» **WHAT THIS TASK INVOLVES**
Which lines of the records below contain the word "cols"? Copy each of them out.

» **INPUT DATA**
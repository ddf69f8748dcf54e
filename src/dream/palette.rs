use std::f32::consts::TAU;
use std::sync::OnceLock;

pub const PALETTE_SIZE: usize = 512;

/// Cyclic color table shared read-only by the compositor.
pub struct Palette {
    colors: [[u8; 3]; PALETTE_SIZE],
}

impl Palette {
    fn build() -> Self {
        let mut colors = [[0u8; 3]; PALETTE_SIZE];
        for (i, c) in colors.iter_mut().enumerate() {
            let a = (i as f32 / PALETTE_SIZE as f32) * TAU;
            *c = [
                channel(140.0, 110.0, a, 0.0),
                channel(120.0, 120.0, a, 2.1),
                channel(150.0, 105.0, a, 4.2),
            ];
        }
        Self { colors }
    }

    pub fn len(&self) -> usize {
        self.colors.len()
    }

    pub fn is_empty(&self) -> bool {
        self.colors.is_empty()
    }

    /// Lookup with cyclic wrap; negative indices wrap from the end.
    #[inline]
    pub fn get(&self, idx: i32) -> [u8; 3] {
        self.colors[(idx & (PALETTE_SIZE as i32 - 1)) as usize]
    }

    pub fn colors(&self) -> &[[u8; 3]] {
        &self.colors
    }
}

fn channel(base: f32, amp: f32, a: f32, phase: f32) -> u8 {
    (base + amp * (a + phase).sin()).clamp(0.0, 255.0) as u8
}

/// The process-wide palette, built on first use.
pub fn palette() -> &'static Palette {
    static PALETTE: OnceLock<Palette> = OnceLock::new();
    PALETTE.get_or_init(Palette::build)
}
use crossterm::event::{KeyCode, KeyModifiers};
use paprika_dream::app::{
    build_wrapped_hud, console_popup_text, handle_key, HudInfo, KeyAction, Panels,
};
use paprika_dream::dream::{FixedHost, Host, Phase, Scheduler, SchedulerOptions};
use paprika_dream::logging::Console;
use paprika_dream::terminal::TerminalHost;
use tracing_subscriber::layer::SubscriberExt;

struct Ui {
    dream: Scheduler<FixedHost>,
    panels: Panels,
}

impl Ui {
    fn new() -> Self {
        Self {
            dream: Scheduler::new(FixedHost::new(320.0, 200.0, 1.0), SchedulerOptions::default()),
            panels: Panels::default(),
        }
    }

    fn press(&mut self, code: KeyCode) -> KeyAction {
        self.press_with(code, KeyModifiers::NONE)
    }

    fn press_with(&mut self, code: KeyCode, mods: KeyModifiers) -> KeyAction {
        handle_key(code, mods, &mut self.dream, &mut self.panels)
    }
}

#[test]
fn quit_keys() {
    let mut ui = Ui::new();
    assert_eq!(ui.press(KeyCode::Char('q')), KeyAction::Quit);
    assert_eq!(
        ui.press_with(KeyCode::Char('c'), KeyModifiers::CONTROL),
        KeyAction::Quit
    );
}

#[test]
fn enter_activates_once() {
    let mut ui = Ui::new();
    assert_eq!(ui.dream.phase(), Phase::Idle);
    assert_eq!(ui.press(KeyCode::Enter), KeyAction::Handled);
    assert_eq!(ui.dream.phase(), Phase::Running);
    ui.press(KeyCode::Enter);
    assert_eq!(ui.dream.phase(), Phase::Running);
}

#[test]
fn motion_and_flash_wait_for_activation() {
    let mut ui = Ui::new();
    assert_eq!(ui.press(KeyCode::Right), KeyAction::Ignored);
    assert_eq!(ui.press(KeyCode::Char(' ')), KeyAction::Ignored);
    assert_eq!(ui.dream.state().drift(), (0.0, 0.0));
    assert_eq!(ui.dream.state().flash(), 0.0);

    ui.press(KeyCode::Enter);
    assert_eq!(ui.press(KeyCode::Right), KeyAction::Handled);
    assert_eq!(ui.press(KeyCode::Char(' ')), KeyAction::Handled);
    assert!(ui.dream.state().drift().0 > 0.0);
    assert!(ui.dream.state().flash() > 0.0);
}

#[test]
fn escape_toggles_pause_after_start() {
    let mut ui = Ui::new();
    assert_eq!(ui.press(KeyCode::Esc), KeyAction::Ignored);

    ui.press(KeyCode::Enter);
    ui.press(KeyCode::Esc);
    assert_eq!(ui.dream.phase(), Phase::Paused);
    ui.press(KeyCode::Esc);
    assert_eq!(ui.dream.phase(), Phase::Running);
}

#[test]
fn escape_closes_help_before_pausing() {
    let mut ui = Ui::new();
    ui.press(KeyCode::Enter);
    ui.press(KeyCode::Char('?'));
    assert!(ui.panels.help);

    ui.press(KeyCode::Esc);
    assert!(!ui.panels.help);
    assert_eq!(ui.dream.phase(), Phase::Running);
}

#[test]
fn low_power_key_works_before_start() {
    let mut ui = Ui::new();
    ui.press(KeyCode::Char('l'));
    assert!(ui.dream.state().low_power());
    assert_eq!(ui.dream.state().fps_cap(), 24.0);
    ui.press(KeyCode::Char('L'));
    assert!(!ui.dream.state().low_power());
}

#[test]
fn hud_and_help_toggles() {
    let mut ui = Ui::new();
    ui.press(KeyCode::Char('i'));
    assert!(!ui.panels.hud);
    ui.press(KeyCode::F(1));
    assert!(ui.panels.help);
    ui.press(KeyCode::Char('h'));
    assert!(!ui.panels.help);
    assert_eq!(ui.press(KeyCode::Char('z')), KeyAction::Ignored);
}

#[test]
fn console_key_toggles_and_escape_closes_it() {
    let mut ui = Ui::new();
    ui.press(KeyCode::Enter);
    assert_eq!(ui.press(KeyCode::Char('c')), KeyAction::Handled);
    assert!(ui.panels.console);

    ui.press(KeyCode::Esc);
    assert!(!ui.panels.console);
    assert_eq!(ui.dream.phase(), Phase::Running, "esc closed the popup instead of pausing");

    ui.press(KeyCode::Char('C'));
    ui.press(KeyCode::Char('C'));
    assert!(!ui.panels.console);
}

#[test]
fn console_popup_lists_recent_history() {
    let console = Console::new(4);
    let subscriber = tracing_subscriber::registry().with(console.layer());
    tracing::subscriber::with_default(subscriber, || {
        for i in 0..6 {
            tracing::info!("line {i}");
        }
    });

    let text = console_popup_text(&console, 3);
    let lines: Vec<&str> = text.lines().collect();
    assert_eq!(lines, vec!["Console (3 of 6 lines)", "line 3", "line 4", "line 5"]);
}

#[test]
fn console_popup_when_empty() {
    let text = console_popup_text(&Console::new(8), 10);
    assert_eq!(text, "Console (0 of 0 lines)\n(no log lines yet)");
}

#[test]
fn hud_reports_state_and_wraps() {
    let mut ui = Ui::new();
    ui.press(KeyCode::Enter);
    ui.press(KeyCode::Char('l'));
    let info = HudInfo {
        dream: &ui.dream,
        fps: 24.0,
        renderer: "halfblock",
        probe: "ok",
        last_log: "[start] dream activated".to_string(),
    };

    let wide = build_wrapped_hud(400, &info);
    assert_eq!(wide.lines().count(), 4);
    assert!(wide.contains("Dream: running"));
    assert!(wide.contains("LowPower: on"));
    assert!(wide.contains("Cap: 24"));
    assert!(wide.contains("Log: [start] dream activated"));

    let narrow = build_wrapped_hud(20, &info);
    assert!(narrow.lines().all(|l| l.chars().count() <= 20));
    assert!(narrow.lines().count() > 4);
}

#[test]
fn terminal_host_maps_cells_to_pixels() {
    let mut dream = Scheduler::new(TerminalHost::new((1, 2), 1.0, false), SchedulerOptions::default());
    assert_eq!(dream.host().cells(), (0, 0));
    assert_eq!(dream.surface().size(), (1, 1));

    assert!(dream.host_mut().set_cells(80, 24));
    assert!(!dream.host_mut().set_cells(80, 24));
    dream.resize();
    assert_eq!(dream.host().cells(), (80, 24));
    assert_eq!(dream.surface().size(), (80, 48));
    assert_eq!(dream.buffer().size(), (64, 64));
    assert!(!dream.host().is_touch_like());
}

#[test]
fn terminal_host_applies_dpr() {
    let mut host = TerminalHost::new((2, 4), 2.0, true);
    host.set_cells(100, 30);
    let vp = host.viewport();
    assert_eq!((vp.width, vp.height, vp.dpr), (200.0, 120.0, 2.0));

    let dream = Scheduler::new(host, SchedulerOptions::default());
    assert_eq!(dream.surface().size(), (400, 240));
    assert!(dream.host().is_touch_like());
}

fn lit_cells(dream: &Scheduler<TerminalHost>) -> usize {
    dream
        .surface()
        .rgba()
        .chunks_exact(4)
        .filter(|p| p[3] != 0)
        .count()
}

#[test]
fn paused_field_survives_hud_relayout() {
    let mut dream = Scheduler::new(TerminalHost::new((1, 2), 1.0, false), SchedulerOptions::default());
    dream.host_mut().set_cells(50, 17);
    dream.resize();
    dream.activate();
    dream.tick(0.0);
    dream.tick(16.0);
    dream.set_paused(true);

    assert_eq!(lit_cells(&dream), 50 * 34);

    assert!(dream.host_mut().set_cells(50, 18));
    dream.resize();
    let mut now = 32.0;
    for _ in 0..10 {
        dream.tick(now);
        now += 16.0;
    }
    assert_eq!(lit_cells(&dream), 50 * 36);
}
use crate::dream::{Host, Viewport};
use crate::render::KittyRenderer;
use anyhow::Context;
use crossterm::{
    cursor, queue,
    terminal::{self, ClearType},
};
use std::io::{stdout, Write};

/// Raw mode and the alternate screen, held for the lifetime of the value.
pub struct TerminalSession {
    kitty_images: bool,
}

impl TerminalSession {
    /// `kitty_images` marks sessions that place Kitty images, which must be
    /// deleted on exit or they outlive the alternate screen.
    pub fn enter(kitty_images: bool) -> anyhow::Result<Self> {
        terminal::enable_raw_mode().context("enable raw mode")?;
        // Built before the screen switch so a failure below still runs Drop.
        let session = Self { kitty_images };

        let mut out = stdout();
        queue!(
            out,
            terminal::EnterAlternateScreen,
            terminal::Clear(ClearType::All),
            cursor::Hide
        )
        .context("switch to alternate screen")?;
        out.flush().context("flush terminal setup")?;
        Ok(session)
    }
}

/// Undoes everything the frame loop may have left switched on.
fn write_restore(out: &mut impl Write, kitty_images: bool) -> std::io::Result<()> {
    if kitty_images {
        out.write_all(KittyRenderer::delete_all())?;
    }
    // End sync output, re-enable autowrap, reset colors.
    out.write_all(b"\x1b[?2026l\x1b[?7h\x1b[0m")?;
    queue!(out, cursor::Show, terminal::LeaveAlternateScreen)?;
    out.flush()
}

impl Drop for TerminalSession {
    fn drop(&mut self) {
        let _ = terminal::disable_raw_mode();
        let _ = write_restore(&mut stdout(), self.kitty_images);
    }
}

/// The terminal seen as a dream host: cells × renderer pixels per cell, scaled by `dpr`.
#[derive(Debug, Clone, Copy, PartialEq)]
pub struct TerminalHost {
    cols: u16,
    visual_rows: u16,
    px_per_cell: (usize, usize),
    dpr: f64,
    touch_like: bool,
}

impl TerminalHost {
    pub fn new(px_per_cell: (usize, usize), dpr: f64, touch_like: bool) -> Self {
        Self {
            cols: 0,
            visual_rows: 0,
            px_per_cell,
            dpr,
            touch_like,
        }
    }

    /// Records the cell area available to the field (terminal minus HUD rows).
    pub fn set_cells(&mut self, cols: u16, visual_rows: u16) -> bool {
        let changed = (cols, visual_rows) != (self.cols, self.visual_rows);
        self.cols = cols;
        self.visual_rows = visual_rows;
        changed
    }

    pub fn cells(&self) -> (u16, u16) {
        (self.cols, self.visual_rows)
    }
}

impl Host for TerminalHost {
    fn viewport(&self) -> Viewport {
        Viewport::new(
            (self.cols as usize * self.px_per_cell.0) as f64,
            (self.visual_rows as usize * self.px_per_cell.1) as f64,
            self.dpr,
        )
    }

    fn is_touch_like(&self) -> bool {
        self.touch_like
    }
}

» **RESPONSE FOR THIS EXERCISE**
    cols: u16,
            cols: 0,
    pub fn set_cells(&mut self, cols: u16, visual_rows: u16) -> bool {
        let changed = (cols, visual_rows) != (self.cols, self.visual_rows);
        self.cols = cols;
        (self.cols, self.visual_rows)
            (self.cols as usize * self.px_per_cell.0) as f64,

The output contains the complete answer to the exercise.